Supporting developing nations in the transition to green shipping holds immense potentia, according to Ms. Al Mubarak. Countries like Kenya, Mauritania, and South Africa are exploring renewable energy sources, creating a pathway for green hydrogen production for sustainable shipping. And collaborations between nations and companies, such as Belgium-based CMB partnering with Namibia's O&L Group, provide a model for an inclusive and equitable transition. She added:

“A just and inclusive shipping transition would unlock myriad benefits for coastal communities across the globe. According to the Maritime Just Transition Task Force, 800,000 seafarers could require training by the mid-2030s to handle the green fuels needed to decarbonise shipping by 2050. By powering clean growth, developing regions can escape cycles of underdevelopment and debt while creating economic benefits and stability for all.”

Launched by the Thomson Reuters Foundation in 2022, Context is a news and analysis platform focusing on three of the most critical issues facing humanity: climate change, the impact of technology on society, and the need for more inclusive economies.

Read the full op-ed  by Razan Al Mubarak in Context.

Razan Al Mubarak Advocates for Nature-Positive Economy

Razan Al Mubarak talks about Nature-Positive Economy with Manuel Pulgar-Vidal, Melanie Jamieson and Jennifer Tauli Corpuz at London Climate Action Week.

During London Climate Action Week, Razan Al Mubarak, UN Climate Change High-Level Champion for COP28, advocated for a nature-positive economy and called on businesses to step up climate mitigation and adaptation efforts and to include nature-based solutions in their climate transition plans. At the flagship event “The Race is On: Net Zero & Nature Positive for Climate Action” opening the London Climate Action Week 2023, Ms.

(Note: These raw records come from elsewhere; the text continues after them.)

use super::scorer::CandidateScorer;
use crate::models::{RankingPath, ScoredCandidate, Video, WatchHistoryEntry};
use crate::services::profile_builder::AffinityProfileBuilder;
use chrono::{DateTime, Utc};
use tracing::info;

/// Ranker - orders catalog candidates for one viewer.
///
/// Three paths:
/// - personalization disabled: catalog order (newest upload first), no scoring
/// - personalization enabled, no history: popularity descending
/// - personalization enabled, with history: affinity score descending
///
/// All sorts are stable, so ties keep catalog order. No candidate is ever
/// dropped.
pub struct Ranker {
    builder: AffinityProfileBuilder,
    scorer: CandidateScorer,
}

impl Ranker {
    pub fn new(builder: AffinityProfileBuilder, now: DateTime<Utc>) -> Self {
        Self {
            builder,
            scorer: CandidateScorer::new(now),
        }
    }

    pub fn rank(
        &self,
        candidates: Vec<Video>,
        history_window: &[WatchHistoryEntry],
        personalization_enabled: bool,
    ) -> Vec<Video> {
        self.rank_with_path(candidates, history_window, personalization_enabled)
            .1
    }

    /// Same as `rank`, also reporting which path produced the order.
    pub fn rank_with_path(
        &self,
        candidates: Vec<Video>,
        history_window: &[WatchHistoryEntry],
        personalization_enabled: bool,
    ) -> (RankingPath, Vec<Video>) {
        let candidate_count = candidates.len();

        if !personalization_enabled {
            info!(
                candidates = candidate_count,
                path = RankingPath::CatalogOrder.as_str(),
                "Feed ranked"
            );
            return (RankingPath::CatalogOrder, candidates);
        }

        let profile = self.builder.build(history_window);

        let (path, ranked) = if profile.is_empty() {
            (RankingPath::Popularity, rank_by_popularity(candidates))
        } else {
            let mut scored: Vec<ScoredCandidate> = candidates
                .into_iter()
                .map(|video| {
                    let score = self.scorer.score(&video, &profile);
                    ScoredCandidate { video, score }
                })
                .collect();

            // Vec::sort_by is stable
            scored.sort_by(|a, b| b.score.total_cmp(&a.score));

            (
                RankingPath::Personalized,
                scored.into_iter().map(|c| c.video).collect(),
            )
        };

        info!(
            candidates = candidate_count,
            history = history_window.len(),
            categories = profile.category_counts.len(),
            path = path.as_str(),
            "Feed ranked"
        );

        (path, ranked)
    }
}

/// Popularity-only ordering; ties keep catalog order.
pub fn rank_by_popularity(mut candidates: Vec<Video>) -> Vec<Video> {
    candidates.sort_by(|a, b| b.view_count.views().total_cmp(&a.view_count.views()));
    candidates
}

#[cfg(test)]
mod tests {
    use super::*;
    use crate::models::{UploadTime, ViewCount};
    use chrono::TimeZone;
    use std::collections::HashSet;

    fn now() -> DateTime<Utc> {
        Utc.with_ymd_and_hms(2025, 10, 16, 12, 0, 0).unwrap()
    }

    fn video(id: &str, category: &str, views: &str, uploaded: &str) -> Video {
        Video {
            id: id.to_string(),
            category: category.to_string(),
            channel_id: format!("ch-{}", id),
            view_count: ViewCount::Label(views.to_string()),
            upload_time: UploadTime::Label(uploaded.to_string()),
            title: String::new(),
            channel_name: String::new(),
            thumbnail_url: String::new(),
            embed_link: String::new(),
            description: String::new(),
        }
    }

    fn watch(video_id: &str, category: &str) -> WatchHistoryEntry {
        WatchHistoryEntry {
            user_id: "viewer".to_string(),
            video_id: video_id.to_string(),
            category: Some(category.to_string()),
            channel_id: Some(format!("ch-{}", video_id)),
            watched_at: now(),
        }
    }

    fn ids(videos: &[Video]) -> Vec<&str> {
        videos.iter().map(|v| v.id.as_str()).collect()
    }

    fn ranker() -> Ranker {
        Ranker::new(AffinityProfileBuilder::default(), now())
    }

    #[test]
    fn test_disabled_keeps_catalog_order() {
        let candidates = vec![
            video("new", "Sains", "10", "Baru saja"),
            video("popular", "Musik", "9.9 Juta", "3 bulan lalu"),
        ];
        let history = vec![watch("x", "Musik")];

        let (path, ranked) = ranker().rank_with_path(candidates, &history, false);

        assert_eq!(path, RankingPath::CatalogOrder);
        assert_eq!(ids(&ranked), vec!["new", "popular"]);
    }

    #[test]
    fn test_empty_history_ranks_by_popularity() {
        let candidates = vec![
            video("a", "Sains", "850 Ribu", "1 hari lalu"),
            video("b", "Sains", "1.2 Juta", "2 hari lalu"),
            video("c", "Sains", "999", "3 hari lalu"),
        ];

        let (path, ranked) = ranker().rank_with_path(candidates, &[], true);

        assert_eq!(path, RankingPath::Popularity);
        assert_eq!(ids(&ranked), vec!["b", "a", "c"]);
    }

    #[test]
    fn test_popularity_ties_keep_catalog_order() {
        let candidates = vec![
            video("first", "Sains", "5 Ribu", "1 hari lalu"),
            video("second", "Musik", "5000", "2 hari lalu"),
            video("third", "Sains", "5.0 Ribu", "3 hari lalu"),
        ];

        let ranked = ranker().rank(candidates, &[], true);

        assert_eq!(ids(&ranked), vec!["first", "second", "third"]);
    }

    #[test]
    fn test_personalized_scenario() {
        let mut history: Vec<WatchHistoryEntry> =
            (0..10).map(|i| watch(&format!("m{}", i), "Musik")).collect();
        history.push(watch("b", "Olahraga"));
        history.push(watch("o2", "Olahraga"));
        history.push(watch("g1", "Gaming"));

        let candidates = vec![
            video("b", "Olahraga", "50.0 Ribu", "40 hari lalu"),
            video("a", "Musik", "12.0 Ribu", "5 hari lalu"),
        ];

        let (path, ranked) = ranker().rank_with_path(candidates, &history, true);

        assert_eq!(path, RankingPath::Personalized);
        assert_eq!(ids(&ranked), vec!["a", "b"]);
    }

    #[test]
    fn test_score_ties_keep_catalog_order() {
        let history = vec![watch("h", "Musik")];
        let candidates = vec![
            video("x", "Sains", "1 Ribu", "Baru saja"),
            video("y", "Sains", "1 Ribu", "Baru saja"),
            video("z", "Sains", "1 Ribu", "Baru saja"),
        ];

        let ranked = ranker().rank(candidates, &history, true);

        assert_eq!(ids(&ranked), vec!["x", "y", "z"]);
    }

    #[test]
    fn test_watched_video_is_demoted_not_removed() {
        let history = vec![watch("seen", "Musik")];
        let candidates = vec![
            video("seen", "Musik", "20 Ribu", "1 hari lalu"),
            video("fresh", "Musik", "20 Ribu", "1 hari lalu"),
        ];

        let ranked = ranker().rank(candidates, &history, true);

        assert_eq!(ids(&ranked), vec!["fresh", "seen"]);
    }

    #[test]
    fn test_on_topic_rewatch_can_beat_unrelated_stale_video() {
        let history: Vec<WatchHistoryEntry> = (0..10).map(|_| watch("seen", "Musik")).collect();
        let candidates = vec![
            video("stale", "Berita", "100", "2 bulan lalu"),
            video("seen", "Musik", "10 Ribu", "2 hari lalu"),
        ];

        let ranked = ranker().rank(candidates, &history, true);

        assert_eq!(ids(&ranked), vec!["seen", "stale"]);
    }

    #[test]
    fn test_output_is_permutation_of_input() {
        let history = vec![watch("v3", "Musik"), watch("v7", "Gaming")];
        let candidates: Vec<Video> = (0..25)
            .map(|i| {
                let category = ["Musik", "Gaming", "Sains"][i % 3];
                let views = format!("{} Ribu", (i * 7) % 40);
                let uploaded = format!("{} hari lalu", (i * 3) % 30);
                video(&format!("v{}", i), category, &views, &uploaded)
            })
            .collect();
        let input_ids: HashSet<String> = candidates.iter().map(|v| v.id.clone()).collect();

        for enabled in [false, true] {
            for window in [&history[..], &[][..]] {
                let ranked = ranker().rank(candidates.clone(), window, enabled);
                assert_eq!(ranked.len(), candidates.len());
                let output_ids: HashSet<String> = ranked.iter().map(|v| v.id.clone()).collect();
                assert_eq!(output_ids, input_ids);
            }
        }
    }
}
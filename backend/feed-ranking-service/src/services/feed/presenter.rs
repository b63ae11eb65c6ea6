use crate::models::Video;
use chrono::{DateTime, Utc};
use serde::Serialize;

/// A ranked video as the feed grid renders it.
#[derive(Debug, Clone, Serialize, PartialEq)]
pub struct FeedItem {
    pub video_id: String,
    pub title: String,
    pub channel_id: String,
    pub channel_name: String,
    pub thumbnail_url: String,
    pub embed_link: String,
    pub description: String,
    pub category: String,
    /// e.g. "1.2 Juta"
    pub views_label: String,
    /// e.g. "5 hari lalu"
    pub uploaded_label: String,
}

impl FeedItem {
    pub fn from_video(video: Video, now: DateTime<Utc>) -> Self {
        let views_label = video.view_count.label();
        let uploaded_label = video.upload_time.label(now);

        Self {
            video_id: video.id,
            title: video.title,
            channel_id: video.channel_id,
            channel_name: video.channel_name,
            thumbnail_url: video.thumbnail_url,
            embed_link: video.embed_link,
            description: video.description,
            category: video.category,
            views_label,
            uploaded_label,
        }
    }
}

pub fn present(videos: Vec<Video>, now: DateTime<Utc>) -> Vec<FeedItem> {
    videos
        .into_iter()
        .map(|video| FeedItem::from_video(video, now))
        .collect()
}

#[cfg(test)]
mod tests {
    use super::*;
    use crate::models::{UploadTime, ViewCount};
    use chrono::{Duration, TimeZone};

    #[test]
    fn test_labels_for_raw_and_preformatted_values() {
        let now = Utc.with_ymd_and_hms(2025, 10, 16, 12, 0, 0).unwrap();
        let raw = Video {
            id: "v1".to_string(),
            category: "Musik".to_string(),
            channel_id: "ch1".to_string(),
            view_count: ViewCount::Count(1_234_567),
            upload_time: UploadTime::At(now - Duration::hours(3)),
            title: "Konser".to_string(),
            channel_name: "Musik Kita".to_string(),
            thumbnail_url: String::new(),
            embed_link: String::new(),
            description: String::new(),
        };
        let preformatted = Video {
            id: "v2".to_string(),
            view_count: ViewCount::Label("850 Ribu".to_string()),
            upload_time: UploadTime::Label("3 Minggu Lalu".to_string()),
            ..raw.clone()
        };

        let items = present(vec![raw, preformatted], now);

        assert_eq!(items[0].views_label, "1.2 Juta");
        assert_eq!(items[0].uploaded_label, "3 jam lalu");
        assert_eq!(items[0].title, "Konser");
        assert_eq!(items[1].views_label, "850 Ribu");
        assert_eq!(items[1].uploaded_label, "3 Minggu Lalu");
    }
}
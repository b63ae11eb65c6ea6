/// Ranking Module
///
/// Implicit-feedback ranking for the video feed.
///
/// # Architecture
/// - **Scoring Layer**: `CandidateScorer`, one video against one affinity profile
/// - **Ranker**: path selection (catalog order / popularity / personalized) and
///   stable ordering
///
/// # Workflow
/// 1. Build the affinity profile from the recent history window
/// 2. Score every candidate (category affinity, popularity, recency, watched penalty)
/// 3. Stable sort by score, descending
pub mod ranker;
pub mod scorer;

pub use ranker::{rank_by_popularity, Ranker};
pub use scorer::CandidateScorer;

Al Mubarak stated:

“A nature-positive economy is a no-brainer for biodiversity, the climate, public health, food security, and for the long-term goals and interests of businesses.”

While most of the world’s governments have committed to legally-binding actions on climate under the UNFCCC, steps taken by private companies, regional governments and municipalities are largely voluntary. As a High-Level Champion, Ms. Al Mubarak has been tasked with increasing these kinds of voluntary contributions, especially as it becomes apparent that government actions alone will not be sufficient to avert dangerous changes to the climate.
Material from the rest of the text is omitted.